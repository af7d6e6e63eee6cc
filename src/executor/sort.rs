//! ORDER BY: materializes the input and sorts it.

use crate::access::value::Value;
use crate::error::DbResult;
use crate::executor::{ColumnInfo, Executor};
use crate::expression::eval::evaluate;
use crate::sql::ast::Expression;
use std::cmp::Ordering;

pub struct SortExecutor {
    input: Box<dyn Executor>,
    keys: Vec<(Expression, bool)>,
    sorted: Option<std::vec::IntoIter<Vec<Value>>>,
}

impl SortExecutor {
    pub fn new(input: Box<dyn Executor>, keys: Vec<(Expression, bool)>) -> Self {
        Self {
            input,
            keys,
            sorted: None,
        }
    }
}

impl Executor for SortExecutor {
    fn init(&mut self) -> DbResult<()> {
        self.input.init()?;
        let schema = self.input.output_schema().to_vec();

        // Materialize rows together with their precomputed sort keys.
        let mut rows: Vec<(Vec<Value>, Vec<Value>)> = Vec::new();
        while let Some(row) = self.input.next()? {
            let key = self
                .keys
                .iter()
                .map(|(expr, _)| evaluate(expr, &row, &schema))
                .collect::<DbResult<Vec<Value>>>()?;
            rows.push((key, row));
        }

        let directions: Vec<bool> = self.keys.iter().map(|(_, asc)| *asc).collect();
        rows.sort_by(|(a, _), (b, _)| {
            for ((x, y), asc) in a.iter().zip(b.iter()).zip(&directions) {
                let ord = compare_with_nulls(x, y);
                let ord = if *asc { ord } else { ord.reverse() };
                if ord != Ordering::Equal {
                    return ord;
                }
            }
            Ordering::Equal
        });

        self.sorted = Some(
            rows.into_iter()
                .map(|(_, row)| row)
                .collect::<Vec<_>>()
                .into_iter(),
        );
        Ok(())
    }

    fn next(&mut self) -> DbResult<Option<Vec<Value>>> {
        Ok(self.sorted.as_mut().and_then(|it| it.next()))
    }

    fn output_schema(&self) -> &[ColumnInfo] {
        self.input.output_schema()
    }
}

/// NULLs sort first; incomparable values keep their input order.
fn compare_with_nulls(a: &Value, b: &Value) -> Ordering {
    match (a.is_null(), b.is_null()) {
        (true, true) => Ordering::Equal,
        (true, false) => Ordering::Less,
        (false, true) => Ordering::Greater,
        (false, false) => a.compare(b).unwrap_or(Ordering::Equal),
    }
}
impl BufferPoolManager {
    pub fn new(
        store: PageStore,
        wal: Arc<WalManager>,
        replacer: Box<dyn Replacer>,
        max_frames: usize,
    ) -> Self {
        let page_size = store.page_size();
        Self {
            inner: Arc::new(BufferPoolInner {
                page_table: DashMap::new(),
                frames: RwLock::new(HashMap::with_capacity(max_frames)),
                replacer: Mutex::new(replacer),
                store: Mutex::new(store),
                wal,
                next_frame_id: AtomicU32::new(0),
                max_frames,
                page_size,
            }),
        }
    }

    pub fn page_size(&self) -> usize {
        self.inner.page_size
    }

    /// Fetches a page for reading, pinning it for the guard's lifetime.
    pub fn fetch_page(&self, page_id: PageId) -> DbResult<PageReadGuard> {
        let (frame_id, data) = self.pin_frame(page_id, false)?;
        // Latch outside the frame-map lock so waiting on a writer does not
        // stall unrelated fetches.
        let latch = data.read_arc();
        Ok(PageReadGuard {
            inner: self.inner.clone(),
            frame_id,
            latch,
        })
    }

    /// Fetches a page for writing, marking the frame dirty.
    pub fn fetch_page_write(&self, page_id: PageId) -> DbResult<PageWriteGuard> {
        let (frame_id, data) = self.pin_frame(page_id, true)?;
        let latch = data.write_arc();
        Ok(PageWriteGuard {
            inner: self.inner.clone(),
            frame_id,
            latch,
        })
    }

    /// Allocates a fresh page and returns it pinned for writing. The caller
    /// is responsible for formatting it (page header included).
    pub fn new_page(&self) -> DbResult<(PageId, PageWriteGuard)> {
        let frame_id = self.acquire_frame()?;
        let page_id = self.inner.store.lock().allocate_page()?;

        let data = {
            let mut frames = self.inner.frames.write();
            let frame = frames.get_mut(&frame_id).expect("frame just acquired");
            frame.reset();
            frame.page_id = Some(page_id);
            frame.pin_count.store(1, Ordering::SeqCst);
            frame.is_dirty.store(true, Ordering::SeqCst);
            frame.data.clone()
        };
        self.inner.page_table.insert(page_id, frame_id);
        self.inner.replacer.lock().pin(frame_id);

        let latch = data.write_arc();
        Ok((
            page_id,
            PageWriteGuard {
                inner: self.inner.clone(),
                frame_id,
                latch,
            },
        ))
    }

    /// Drops a page from the pool and returns it to the store's free list.
    /// Fails if the page is still pinned.
    pub fn free_page(&self, page_id: PageId) -> DbResult<()> {
        if let Some((_, frame_id)) = self.inner.page_table.remove(&page_id) {
            let mut frames = self.inner.frames.write();
            if let Some(frame) = frames.get_mut(&frame_id) {
                if frame.pin_count.load(Ordering::SeqCst) > 0 {
                    // Re-register before bailing so the page stays reachable.
                    self.inner.page_table.insert(page_id, frame_id);
                    return Err(DbError::InvalidArgument(format!(
                        "cannot free pinned {}",
                        page_id
                    )));
                }
                frame.reset();
                self.inner.replacer.lock().unpin(frame_id);
            }
        }
        self.inner.store.lock().free_page(page_id)
    }

    /// Writes a single dirty page through to the data file (WAL first).
    pub fn flush_page(&self, page_id: PageId) -> DbResult<()> {
        if let Some(frame_id) = self.inner.page_table.get(&page_id).map(|e| *e.value()) {
            let frames = self.inner.frames.read();
            if let Some(frame) = frames.get(&frame_id) {
                if frame.is_dirty.load(Ordering::SeqCst) {
                    self.write_back(page_id, &frame.data)?;
                    frame.is_dirty.store(false, Ordering::SeqCst);
                }
            }
        }
        Ok(())
    }

    /// Flushes every dirty frame and syncs the data file. Used by
    /// checkpointing and close.
    pub fn flush_all(&self) -> DbResult<()> {
        let frames = self.inner.frames.read();
        for frame in frames.values() {
            if let Some(page_id) = frame.page_id {
                if frame.is_dirty.load(Ordering::SeqCst) {
                    self.write_back(page_id, &frame.data)?;
                    frame.is_dirty.store(false, Ordering::SeqCst);
                }
            }
        }
        drop(frames);
        self.inner.store.lock().sync()
    }

    fn write_back(&self, page_id: PageId, data: &PageData) -> DbResult<()> {
        let snapshot = data.read().clone();
        // Write-ahead invariant: the log covering this page goes first.
        let page_lsn = page::lsn_of(&snapshot);
        self.inner
            .wal
            .flush_up_to(crate::storage::wal::Lsn(page_lsn))?;
        let mut copy = snapshot.into_vec();
        self.inner.store.lock().write_page(page_id, &mut copy)
    }

    /// Pins the page's frame, loading it from disk on a miss. Returns the
    /// frame id and a handle to its data latch.
    fn pin_frame(&self, page_id: PageId, dirty: bool) -> DbResult<(FrameId, PageData)> {
        if let Some(frame_id) = self.inner.page_table.get(&page_id).map(|e| *e.value()) {
            let frames = self.inner.frames.read();
            if let Some(frame) = frames.get(&frame_id) {
                if frame.page_id == Some(page_id) {
                    frame.pin_count.fetch_add(1, Ordering::SeqCst);
                    if dirty {
                        frame.is_dirty.store(true, Ordering::SeqCst);
                    }
                    self.inner.replacer.lock().pin(frame_id);
                    return Ok((frame_id, frame.data.clone()));
                }
            }
        }

        let frame_id = self.acquire_frame()?;
        let data = {
            let mut frames = self.inner.frames.write();
            let frame = frames.get_mut(&frame_id).expect("frame just acquired");
            {
                let mut bytes = frame.data.write();
                if let Err(e) = self.inner.store.lock().read_page(page_id, &mut bytes) {
                    drop(bytes);
                    frame.reset();
                    drop(frames);
                    self.inner.replacer.lock().unpin(frame_id);
                    return Err(e);
                }
            }
            frame.page_id = Some(page_id);
            frame.pin_count.store(1, Ordering::SeqCst);
            frame.is_dirty.store(dirty, Ordering::SeqCst);
            frame.data.clone()
        };
        self.inner.page_table.insert(page_id, frame_id);
        self.inner.replacer.lock().pin(frame_id);
        Ok((frame_id, data))
    }

    fn acquire_frame(&self) -> DbResult<FrameId> {
        {
            let frames = self.inner.frames.read();
            if frames.len() < self.inner.max_frames {
                drop(frames);
                let mut frames = self.inner.frames.write();
                if frames.len() < self.inner.max_frames {
                    let frame_id = self.inner.next_frame_id.fetch_add(1, Ordering::SeqCst);
                    frames.insert(frame_id, Frame::new(self.inner.page_size));
                    return Ok(frame_id);
                }
            }
        }

        loop {
            let victim = self
                .inner
                .replacer
                .lock()
                .evict()
                .ok_or_else(|| {
                    DbError::Capacity("buffer pool exhausted: all frames pinned".into())
                })?;

            let (old_page_id, is_dirty, data) = {
                let frames = self.inner.frames.read();
                match frames.get(&victim) {
                    Some(frame) => {
                        // A racing fetch may have re-pinned the victim after
                        // the replacer handed it out; leave it alone.
                        if frame.pin_count.load(Ordering::SeqCst) > 0 {
                            continue;
                        }
                        (
                            frame.page_id,
                            frame.is_dirty.load(Ordering::SeqCst),
                            frame.data.clone(),
                        )
                    }
                    None => return Ok(victim),
                }
            };

            if let Some(page_id) = old_page_id {
                if is_dirty {
                    log::debug!("evicting dirty {}", page_id);
                    self.write_back(page_id, &data)?;
                }
                self.inner.page_table.remove(&page_id);
            }

            let mut frames = self.inner.frames.write();
            if let Some(frame) = frames.get_mut(&victim) {
                frame.reset();
            }
            return Ok(victim);
        }
    }
}
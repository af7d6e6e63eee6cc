//! Index range scan with snapshot visibility.
//!
//! The B+Tree holds the newest committed state, so each candidate row id is
//! re-read through the transaction's snapshot and the full predicate is
//! re-checked (the index only narrows). Two supplements keep the scan
//! snapshot-correct: the transaction's own staged rows are probed against
//! the bounds, and so are rows in the version overlay whose visible version
//! differs from what the index points at.

use crate::access::value::{self, Value};
use crate::access::BTree;
use crate::catalog::{IndexDef, TableDef};
use crate::error::{DbError, DbResult};
use crate::executor::{scan_schema, ColumnInfo, ExecutionContext, Executor};
use crate::expression::eval::{evaluate, truthy};
use crate::sql::ast::Expression;
use crate::transaction::apply::index_key;
use std::collections::HashSet;

pub struct IndexScanExecutor {
    table: String,
    qualifier: Option<String>,
    index: String,
    lo: Option<Vec<u8>>,
    hi: Option<Vec<u8>>,
    residual: Expression,
    ctx: ExecutionContext,
    schema: Vec<ColumnInfo>,
    state: Option<ScanState>,
}

struct ScanState {
    def: TableDef,
    index_def: IndexDef,
    tree_hits: std::vec::IntoIter<u64>,
    extra: std::vec::IntoIter<Vec<Value>>,
    emitted: HashSet<u64>,
    staged_deleted: HashSet<u64>,
}

impl IndexScanExecutor {
    #[allow(clippy::too_many_arguments)]
    pub fn new(
        table: String,
        qualifier: Option<String>,
        index: String,
        lo: Option<Vec<u8>>,
        hi: Option<Vec<u8>>,
        residual: Expression,
        ctx: ExecutionContext,
    ) -> Self {
        Self {
            table,
            qualifier,
            index,
            lo,
            hi,
            residual,
            ctx,
            schema: Vec::new(),
            state: None,
        }
    }

}

fn in_bounds(lo: &Option<Vec<u8>>, hi: &Option<Vec<u8>>, key: &[u8]) -> bool {
    if let Some(lo) = lo {
        if key < lo.as_slice() {
            return false;
        }
    }
    if let Some(hi) = hi {
        if key > hi.as_slice() {
            return false;
        }
    }
    true
}

impl Executor for IndexScanExecutor {
    fn init(&mut self) -> DbResult<()> {
        let def = self.ctx.catalog.require_table(&self.table)?;
        self.schema = scan_schema(&def, &self.qualifier);
        let index_def = def
            .indexes
            .iter()
            .find(|i| i.name == self.index)
            .cloned()
            .ok_or_else(|| DbError::NotFound(format!("index '{}' does not exist", self.index)))?;

        // Committed candidates from the tree, in key order.
        let tree = BTree::new(self.ctx.pool.clone(), index_def.root);
        let mut tree_hits = Vec::new();
        for entry in tree.range(self.lo.as_deref(), self.hi.as_deref())? {
            let (_, row_id) = entry?;
            tree_hits.push(row_id);
        }

        let staged = self.ctx.txns.staged_rows(self.ctx.txn, def.id);
        let mut staged_deleted = HashSet::new();
        let mut extra_rows = Vec::new();
        for (row_id, after) in &staged {
            match after {
                None => {
                    staged_deleted.insert(*row_id);
                }
                Some(bytes) => {
                    // Staged rows are invisible to the tree; probe them
                    // against the same bounds.
                    staged_deleted.insert(*row_id); // shadow any tree hit
                    let physical = value::deserialize_values(bytes, &def.column_types())?;
                    if let Some(key) = index_key(
                        &def,
                        index_def.unique,
                        &index_def.columns,
                        &physical,
                        *row_id,
                    )? {
                        if in_bounds(&self.lo, &self.hi, &key) {
                            extra_rows.push(def.to_visible(physical));
                        }
                    }
                }
            }
        }

        // Overlay rows whose visible version differs from the indexed one.
        let snapshot = self.ctx.txns.snapshot_of(self.ctx.txn)?;
        let tree_set: HashSet<u64> = tree_hits.iter().copied().collect();
        for (row_id, vis) in self.ctx.versions.table_overlay(def.id, snapshot) {
            if tree_set.contains(&row_id) || staged.iter().any(|(r, _)| *r == row_id) {
                continue;
            }
            if let crate::concurrency::version::Visibility::Row(bytes) = vis {
                let physical = value::deserialize_values(&bytes, &def.column_types())?;
                if let Some(key) = index_key(
                    &def,
                    index_def.unique,
                    &index_def.columns,
                    &physical,
                    row_id,
                )? {
                    if in_bounds(&self.lo, &self.hi, &key) {
                        extra_rows.push(def.to_visible(physical));
                    }
                }
            }
        }

        self.state = Some(ScanState {
            def,
            index_def,
            tree_hits: tree_hits.into_iter(),
            extra: extra_rows.into_iter(),
            emitted: HashSet::new(),
            staged_deleted,
        });
        Ok(())
    }

    fn next(&mut self) -> DbResult<Option<Vec<Value>>> {
        loop {
            let state = self
                .state
                .as_mut()
                .ok_or_else(|| DbError::InvalidArgument("executor not initialized".into()))?;

            if let Some(row_id) = state.tree_hits.next() {
                if state.staged_deleted.contains(&row_id) || !state.emitted.insert(row_id) {
                    continue;
                }
                let Some(bytes) = self.ctx.txns.read(self.ctx.txn, state.def.id, row_id)? else {
                    continue;
                };
                let physical = value::deserialize_values(&bytes, &state.def.column_types())?;
                // The visible version may differ from the indexed one; make
                // sure it still falls inside the probe.
                let still_inside = match index_key(
                    &state.def,
                    state.index_def.unique,
                    &state.index_def.columns,
                    &physical,
                    row_id,
                )? {
                    Some(key) => in_bounds(&self.lo, &self.hi, &key),
                    None => false,
                };
                if !still_inside {
                    continue;
                }
                let values = state.def.to_visible(physical);
                if truthy(&evaluate(&self.residual, &values, &self.schema)?)? {
                    return Ok(Some(values));
                }
                continue;
            }

            let Some(values) = state.extra.next() else {
                return Ok(None);
            };
            if truthy(&evaluate(&self.residual, &values, &self.schema)?)? {
                return Ok(Some(values));
            }
        }
    }

    fn output_schema(&self) -> &[ColumnInfo] {
        &self.schema
    }
}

------------------------------------------------------------

__Your goal__.
If a line in the entries above holds the word "Mutex", count it; then report the total alone.

__Your solution__.
2